# Frantically trying to get out of my hands



## TzusnHedgies (Sep 25, 2012)

I've had Caramel for a few weeks now (he's almost 4 months old) and I realized that he isn't as comfortable with me as I thought. I thought he was okay when I was holding him, because his quills weren't up. He's very squirmy and I thought it was normal. But after reading an article, I realized that he wasn't being "squirmy", but very stressed and trying frantically to get out of my hands.  Unless he's really, really tired, he won't even stay in his snuggle sack on my lap while I'm on the computer. I'm trying to handle him everyday. But, it looks like I need advice!


----------



## Sar-uh (Sep 6, 2011)

Petunia can be like that sometimes, especially after a bath. What I will do if I need to hold her until she dries and she won't stay in her hedgie bag, is grab a full sized bath towel and bundle her up in it on my lap. She may still work to get out of the towel, but it's easier for me to manage. Eventually she calms down and snuggles into a spot where she can snooze.

Sometimes they are more active than other times. I wouldn't be too worried about this behavior


----------



## Hillybean (Jun 10, 2010)

Explorer or more active hedgehogs can seem panicky when they are actively wanting to explore. Hedgehogs that are explorers, will often have their quills laid down, and move around a lot. Both in your hands and in your lap. 

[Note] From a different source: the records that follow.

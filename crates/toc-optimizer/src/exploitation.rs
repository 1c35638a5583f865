//! 第一階段：開發瓶頸（Exploitation）
//!
//! 只考慮瓶頸資源，依優先級順序分配瓶頸產能，產生暫定分配。

use toc_calc::RankedProduct;
use toc_core::numeric::units_within;

/// 暫定分配（與排序順序對齊，不可變）
#[derive(Debug, Clone, PartialEq)]
pub struct ProvisionalAllocation {
    /// 各產品暫定單位數（排序順序）
    pub units: Vec<f64>,

    /// 第一階段後瓶頸剩餘產能
    pub remaining_bottleneck_capacity: f64,
}

/// 瓶頸開發計算器
pub struct ExploitationPass;

impl ExploitationPass {
    /// 依優先級分配瓶頸產能
    ///
    /// - C > 0：min(需求, floor(剩餘瓶頸產能 / C))，並扣減瓶頸產能
    /// - C == 0：分配全部需求（此階段不受瓶頸限制）
    pub fn run(ranked: &[RankedProduct<'_>], bottleneck_capacity: f64) -> ProvisionalAllocation {
        let mut remaining = bottleneck_capacity;
        let mut units = Vec::with_capacity(ranked.len());

        for item in ranked {
            let demand = item.product.demand;
            let allocated = if item.consumes_bottleneck() {
                let allocated = demand.min(units_within(remaining, item.bottleneck_time));
                remaining -= allocated * item.bottleneck_time;
                allocated
            } else {
                demand
            };

            tracing::debug!(
                "開發瓶頸: 產品 {} 暫定 {} 單位 (瓶頸剩餘 {:.2})",
                item.product_id(),
                allocated,
                remaining
            );

            units.push(allocated);
        }

        ProvisionalAllocation {
            units,
            remaining_bottleneck_capacity: remaining,
        }
    }
}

Best thing to do is to continue to handle and work with him. He is still pretty new, so just more time.


----------



## moxieberry (Nov 30, 2011)

Some hedgehogs just don't like to be held. We have two or three that are like that. If the quills are laid down, then he's not being defensive or agitated - he'd just rather be running around and not kept in your hands. Trying to escape because of being stressed looks a lot different. Just figure out what interactions work best for you - sounds like you definitely don't have a cuddler, so try letting him crawl all over you when you're on the couch or even sit inside a playpen to let yourself be used as a sort of jungle gym, that sort of thing. Not all "handling" has to involve him literally in your hands.


----------



## TzusnHedgies (Sep 25, 2012)

Thank you everybody for your replies! The thing that confuses me is, when I put him down while I'm sitting on the couch, he uses me as a climbing mountain and goes up and over things, but he just immediately tries to hide and burrow anywhere he can...... same thing on the ground. He high tails it to wherever he can hide.


----------



## Sar-uh (Sep 6, 2011)

TzusnHedgies said:


> Thank you everybody for your replies! The thing that confuses me is, when I put him down while I'm sitting on the couch, he uses me as a climbing mountain and goes up and over things, but he just immediately tries to hide and burrow anywhere he can...... same thing on the ground. He high tails it to wherever he can hide.


I totally feel you there. Petunia scrambles away all the time to find a place to burrow. It's like she's a vampire or something: Aaaah! I will melt in daylight! I must hide! :roll:


----------